## REQUIRED WORK
Return each line below holding the string "Serialize".

*** Block opens ***

//! Synthetic chart data for the boosting walkthrough.
//!
//! Everything here is a function of `(inputs, seed, step)`. Charts that look
//! "random" draw from a [`Prng`] seeded by the caller so a redraw at the same
//! step shows the same picture.

#[cfg(feature = "serde")]
use serde::{Deserialize, Serialize};

use crate::prng::Prng;
use crate::schema::ParamSpec;
use crate::settings::TreeView;

pub const FALLBACK_POINT_COUNT: usize = 250;
pub const HEATMAP_GRID: usize = 40;
pub const LOSS_ITERATIONS: u32 = 10;
pub const RESIDUAL_SAMPLES: usize = 300;
pub const RESIDUAL_BINS: usize = 30;
pub const IMPACT_SAMPLES: usize = 80;

/// Steps needed for the mock model to reach full confidence.
const PROGRESS_STEPS: f64 = 10.0;
const BOUNDARY_SHARPNESS: f64 = 6.0;
const IMPACT_CURVATURE: f64 = 0.8;

#[derive(Debug, Clone, Copy, PartialEq)]
#[cfg_attr(feature = "serde", derive(Serialize, Deserialize))]
pub struct DataPoint {
    pub x: f64,
    pub y: f64,
    pub target: f64,
}

/// Uniform points in the unit square labelled by the `x + y = 1` diagonal.
pub fn fallback_points(seed: u64, count: usize) -> Vec<DataPoint> {
    let mut rng = Prng::new(seed);
    (0..count)
        .map(|_| {
            let x = rng.next_f64();
            let y = rng.next_f64();
            let target = if x + y > 1.0 { 1.0 } else { 0.0 };
            DataPoint { x, y, target }
        })
        .collect()
}

/// `min(1, (step + 1) / 10)`.
pub fn step_progress(step: u32) -> f64 {
    ((step as f64 + 1.0) / PROGRESS_STEPS).min(1.0)
}

#[derive(Debug, Clone, PartialEq)]
pub struct Heatmap {
    pub xs: Vec<f64>,
    pub ys: Vec<f64>,
    /// Row-major, `z[row][col]` is the probability at `(xs[col], ys[row])`.
    pub z: Vec<Vec<f64>>,
}

/// Class-1 probability over the unit square, sharpening as the ensemble grows.
pub fn decision_heatmap(step: u32, grid: usize) -> Heatmap {
    let progress = step_progress(step);
    let axis: Vec<f64> = if grid <= 1 {
        vec![0.0; grid]
    } else {
        (0..grid).map(|i| i as f64 / (grid - 1) as f64).collect()
    };
    let z = axis
        .iter()
        .map(|&y| {
            axis.iter()
                .map(|&x| sigmoid(BOUNDARY_SHARPNESS * (x + y - 1.0) * progress))
                .collect()
        })
        .collect();
    Heatmap {
        xs: axis.clone(),
        ys: axis,
        z,
    }
}

fn sigmoid(v: f64) -> f64 {
    1.0 / (1.0 + (-v).exp())
}

#[derive(Debug, Clone, Copy, PartialEq)]
pub struct Prediction {
    pub actual: f64,
    pub predicted: f64,
    pub residual: f64,
}

/// Mock per-point predictions: each point is right with probability
/// `0.5 + 0.5 * progress`.
pub fn predictions(points: &[DataPoint], step: u32, seed: u64) -> Vec<Prediction> {
    let p_correct = 0.5 + 0.5 * step_progress(step);
    let mut rng = Prng::new(seed ^ u64::from(step).rotate_left(32));
    points
        .iter()
        .map(|p| {
            let predicted = if rng.gen_bool(p_correct) {
                p.target
            } else {
                1.0 - p.target
            };
            Prediction {
                actual: p.target,
                predicted,
                residual: p.target - predicted,
            }
        })
        .collect()
}

pub fn prediction_accuracy(preds: &[Prediction]) -> f64 {
    if preds.is_empty() {
        return 0.0;
    }
    let correct = preds.iter().filter(|p| p.residual == 0.0).count();
    correct as f64 / preds.len() as f64
}

#[derive(Debug, Clone, Copy, PartialEq)]
pub struct LossPoint {
    /// One-based boosting iteration.
    pub iteration: u32,
    pub loss: f64,
    /// Already built at the current step.
    pub reached: bool,
}

/// `1 / (s + 1)` over the fixed iteration window.
pub fn loss_curve(step: u32) -> Vec<LossPoint> {
    (0..LOSS_ITERATIONS)
        .map(|s| LossPoint {
            iteration: s + 1,
            loss: 1.0 / (s as f64 + 1.0),
            reached: s <= step,
        })
        .collect()
}

/// Spread of residuals at `step`: shrinks to 10% of the initial width.
pub fn residual_scale(step: u32) -> f64 {
    1.0 - (step as f64 / PROGRESS_STEPS).min(0.9)
}

pub fn residual_samples(step: u32, count: usize, seed: u64) -> Vec<f64> {
    let scale = residual_scale(step);
    let mut rng = Prng::new(seed ^ u64::from(step).rotate_left(16));
    (0..count)
        .map(|_| (rng.next_f64() - 0.5) * 2.0 * scale)
        .collect()
}

#[derive(Debug, Clone, PartialEq)]
pub struct Histogram {
    pub lo: f64,
    pub hi: f64,
    pub counts: Vec<u32>,
}

impl Histogram {
    pub fn bin_width(&self) -> f64 {
        if self.counts.is_empty() {
            0.0
        } else {
            (self.hi - self.lo) / self.counts.len() as f64
        }
    }

    pub fn total(&self) -> u32 {
        self.counts.iter().sum()
    }
}

/// Equal-width bins over `[lo, hi]`; values outside are dropped, `hi` lands in
/// the last bin.
pub fn histogram(values: &[f64], lo: f64, hi: f64, bins: usize) -> Histogram {
    let mut counts = vec![0u32; bins];
    if bins > 0 && hi > lo {
        let width = (hi - lo) / bins as f64;
        for &v in values {
            if !(lo..=hi).contains(&v) {
                continue;
            }
            let idx = (((v - lo) / width) as usize).min(bins - 1);
            counts[idx] += 1;
        }
    }
    Histogram { lo, hi, counts }
}

pub fn residual_histogram(step: u32, seed: u64) -> Histogram {
    let samples = residual_samples(step, RESIDUAL_SAMPLES, seed);
    let scale = residual_scale(step);
    histogram(&samples, -scale, scale, RESIDUAL_BINS)
}

#[derive(Debug, Clone, PartialEq)]
pub struct ImpactCurve {
    pub xs: Vec<f64>,
    pub ys: Vec<f64>,
}

impl ImpactCurve {
    /// Estimated performance at `x`, read off the same bowl.
    pub fn at(min: f64, max: f64, x: f64) -> f64 {
        if max <= min {
            return 1.0;
        }
        let mid = (min + max) / 2.0;
        let norm = (x - mid) / (max - min);
        (1.0 - IMPACT_CURVATURE * norm * norm).clamp(0.0, 1.0)
    }
}

/// Quadratic bowl peaking mid-range: how one parameter "affects" performance.
pub fn impact_curve(spec: &ParamSpec, samples: usize) -> ImpactCurve {
    let (min, max) = (spec.min, spec.max);
    let xs: Vec<f64> = match samples {
        0 => Vec::new(),
        1 => vec![min],
        n => {
            let step = (max - min) / (n - 1) as f64;
            (0..n).map(|i| min + i as f64 * step).collect()
        }
    };
    let ys = xs.iter().map(|&x| ImpactCurve::at(min, max, x)).collect();
    ImpactCurve { xs, ys }
}

#[derive(Debug, Clone, Copy, PartialEq, Eq)]
#[cfg_attr(feature = "serde", derive(Serialize, Deserialize))]
#[cfg_attr(feature = "serde", serde(rename_all = "snake_case"))]
pub enum TreeNodeKind {
    Root,
    Split,
    Leaf,
}

/// One node of the mock tree. `metric` is split gain for splits, the leaf
/// value for leaves and zero at the root.
#[derive(Debug, Clone, PartialEq)]
#[cfg_attr(feature = "serde", derive(Serialize))]
pub struct TreeNode {
    pub id: &'static str,
    pub label: String,
    pub parent: Option<&'static str>,
    pub samples: u32,
    pub kind: TreeNodeKind,
    pub metric: f64,
}

impl TreeNode {
    /// Text shown on the node under the given tree-view toggles.
    pub fn caption(&self, view: &TreeView) -> String {
        match self.kind {
            TreeNodeKind::Root => self.label.clone(),
            TreeNodeKind::Split if view.show_split_info => {
                format!("Split: {} (gain {:.2})", self.label, self.metric)
            }
            TreeNodeKind::Split => format!("Split: {}", self.label),
            TreeNodeKind::Leaf if view.show_values => self.label.clone(),
            TreeNodeKind::Leaf => "leaf".to_string(),
        }
    }
}

const TREE_SPLITS: [(&str, &str, f64); 2] = [
    ("n1", "feature1 < 0.5", 0.35),
    ("n2", "feature2 < 0.3", 0.28),
];
const TREE_LEAVES: [(&str, &str, f64); 4] = [
    ("l1", "n1", -0.2),
    ("l2", "n1", 0.4),
    ("l3", "n2", -0.1),
    ("l4", "n2", 0.6),
];

/// Depth-2 stand-in for the tree built at `step`: a root, two splits and four
/// single-sample leaves. Sample counts add up from the leaves.
pub fn mock_tree(step: u32) -> Vec<TreeNode> {
    let leaf_samples = |split: &str| {
        TREE_LEAVES.iter().filter(|(_, parent, _)| *parent == split).count() as u32
    };

    let mut nodes = Vec::with_capacity(1 + TREE_SPLITS.len() + TREE_LEAVES.len());
    nodes.push(TreeNode {
        id: "root",
        label: format!("Tree {}", u64::from(step) + 1),
        parent: None,
        samples: TREE_LEAVES.len() as u32,
        kind: TreeNodeKind::Root,
        metric: 0.0,
    });
    nodes.extend(TREE_SPLITS.iter().map(|&(id, rule, gain)| TreeNode {
        id,
        label: rule.to_string(),
        parent: Some("root"),
        samples: leaf_samples(id),
        kind: TreeNodeKind::Split,
        metric: gain,
    }));
    nodes.extend(TREE_LEAVES.iter().map(|&(id, parent, value)| TreeNode {
        id,
        label: format!("leaf {value}"),
        parent: Some(parent),
        samples: 1,
        kind: TreeNodeKind::Leaf,
        metric: value,
    }));
    nodes
}

#[cfg(test)]
mod tests {
    use super::*;
    use crate::schema::Algorithm;

    #[test]
    fn fallback_points_follow_the_diagonal_rule() {
        let pts = fallback_points(11, FALLBACK_POINT_COUNT);
        assert_eq!(pts.len(), 250);
        for p in &pts {
            assert!((0.0..1.0).contains(&p.x) && (0.0..1.0).contains(&p.y));
            assert_eq!(p.target, if p.x + p.y > 1.0 { 1.0 } else { 0.0 });
        }
        assert_eq!(pts, fallback_points(11, FALLBACK_POINT_COUNT));
        assert_ne!(pts, fallback_points(12, FALLBACK_POINT_COUNT));
    }

    #[test]
    fn progress_saturates_after_ten_steps() {
        assert_eq!(step_progress(0), 0.1);
        assert_eq!(step_progress(9), 1.0);
        assert_eq!(step_progress(40), 1.0);
    }

    #[test]
    fn heatmap_sharpens_with_steps() {
        let early = decision_heatmap(0, HEATMAP_GRID);
        let late = decision_heatmap(9, HEATMAP_GRID);
        assert_eq!(early.z.len(), HEATMAP_GRID);
        assert_eq!(early.z[0].len(), HEATMAP_GRID);

        // Corner (1, 1) is deep in class 1.
        let corner = HEATMAP_GRID - 1;
        assert!(late.z[corner][corner] > early.z[corner][corner]);
        assert!(late.z[0][0] < early.z[0][0]);
        // On the diagonal the model is always undecided.
        assert!((late.z[0][corner] - 0.5).abs() < 1e-12);
    }

    #[test]
    fn predictions_become_perfect_once_fully_built() {
        let pts = fallback_points(5, 200);
        let preds = predictions(&pts, 9, 77);
        assert_eq!(prediction_accuracy(&preds), 1.0);
        assert!(preds.iter().all(|p| p.residual == 0.0));

        let early = predictions(&pts, 0, 77);
        assert!(prediction_accuracy(&early) < 1.0);
        assert_eq!(early, predictions(&pts, 0, 77));
    }

    #[test]
    fn residuals_are_target_minus_prediction() {
        let pts = fallback_points(8, 50);
        for p in predictions(&pts, 2, 1) {
            assert_eq!(p.residual, p.actual - p.predicted);
            assert!(p.residual == 0.0 || p.residual.abs() == 1.0);
        }
    }

    #[test]
    fn loss_curve_marks_reached_iterations() {
        let curve = loss_curve(3);
        assert_eq!(curve.len(), 10);
        assert_eq!(curve[0].loss, 1.0);
        assert_eq!(curve[1].loss, 0.5);
        assert_eq!(curve.iter().filter(|p| p.reached).count(), 4);
        assert!(curve.windows(2).all(|w| w[0].loss > w[1].loss));
    }

    #[test]
    fn residual_histogram_narrows_and_keeps_every_sample() {
        let h0 = residual_histogram(0, 3);
        let h9 = residual_histogram(9, 3);
        assert_eq!(h0.counts.len(), RESIDUAL_BINS);
        assert_eq!(h0.total() as usize, RESIDUAL_SAMPLES);
        assert_eq!(h9.total() as usize, RESIDUAL_SAMPLES);
        assert!(h9.bin_width() < h0.bin_width());
        assert!((residual_scale(20) - 0.1).abs() < 1e-12);
    }

    #[test]
    fn histogram_drops_out_of_range_values() {
        let h = histogram(&[-2.0, -1.0, 0.0, 0.99, 1.0, 3.0], -1.0, 1.0, 4);
        assert_eq!(h.counts, vec![1, 0, 1, 2]);
    }

    #[test]
    fn mock_tree_is_a_depth_two_binary_tree() {
        let tree = mock_tree(4);
        assert_eq!(tree.len(), 7);
        assert_eq!(tree[0].label, "Tree 5");
        assert_eq!(tree[0].parent, None);

        for node in &tree[1..] {
            let parent = node.parent.unwrap();
            let parent = tree.iter().find(|n| n.id == parent).unwrap();
            let children: Vec<&TreeNode> =
                tree.iter().filter(|n| n.parent == Some(node.id)).collect();
            match node.kind {
                TreeNodeKind::Split => {
                    assert_eq!(parent.kind, TreeNodeKind::Root);
                    assert_eq!(children.len(), 2);
                    assert_eq!(node.samples, children.iter().map(|c| c.samples).sum::<u32>());
                    assert!(node.metric > 0.0);
                }
                TreeNodeKind::Leaf => {
                    assert_eq!(parent.kind, TreeNodeKind::Split);
                    assert!(children.is_empty());
                }
                TreeNodeKind::Root => panic!("second root {}", node.id),
            }
        }
        assert_eq!(tree[0].samples, 4);

        let leaves: Vec<f64> = tree
            .iter()
            .filter(|n| n.kind == TreeNodeKind::Leaf)
            .map(|n| n.metric)
            .collect();
        assert_eq!(leaves, vec![-0.2, 0.4, -0.1, 0.6]);
        assert_eq!(tree[3].label, "leaf -0.2");
    }

    #[test]
    fn tree_captions_follow_view_toggles() {
        let tree = mock_tree(0);
        let mut view = TreeView::default();
        assert_eq!(tree[1].caption(&view), "Split: feature1 < 0.5 (gain 0.35)");
        assert_eq!(tree[4].caption(&view), "leaf 0.4");

        view.show_split_info = false;
        view.show_values = false;
        assert_eq!(tree[1].caption(&view), "Split: feature1 < 0.5");
        assert_eq!(tree[4].caption(&view), "leaf");
        assert_eq!(tree[0].caption(&view), "Tree 1");
    }

    #[test]
    fn impact_curve_peaks_mid_range() {
        let spec = Algorithm::XGBoost.spec("max_depth").unwrap();
        let curve = impact_curve(spec, IMPACT_SAMPLES);
        assert_eq!(curve.xs.len(), 80);
        assert_eq!(curve.xs[0], spec.min);
        assert!((curve.xs[79] - spec.max).abs() < 1e-9);

        let peak = curve.ys.iter().cloned().fold(f64::MIN, f64::max);
        assert!((peak - ImpactCurve::at(spec.min, spec.max, 8.0)).abs() < 1e-3);
        assert!((curve.ys[0] - 0.8).abs() < 1e-9);
        assert!(curve.ys.iter().all(|y| (0.0..=1.0).contains(y)));
    }
}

*** Block closes ***

## SOLUTION TO THE PROBLEM
use serde::{Deserialize, Serialize};
#[cfg_attr(feature = "serde", derive(Serialize, Deserialize))]
#[cfg_attr(feature = "serde", derive(Serialize, Deserialize))]
#[cfg_attr(feature = "serde", derive(Serialize))]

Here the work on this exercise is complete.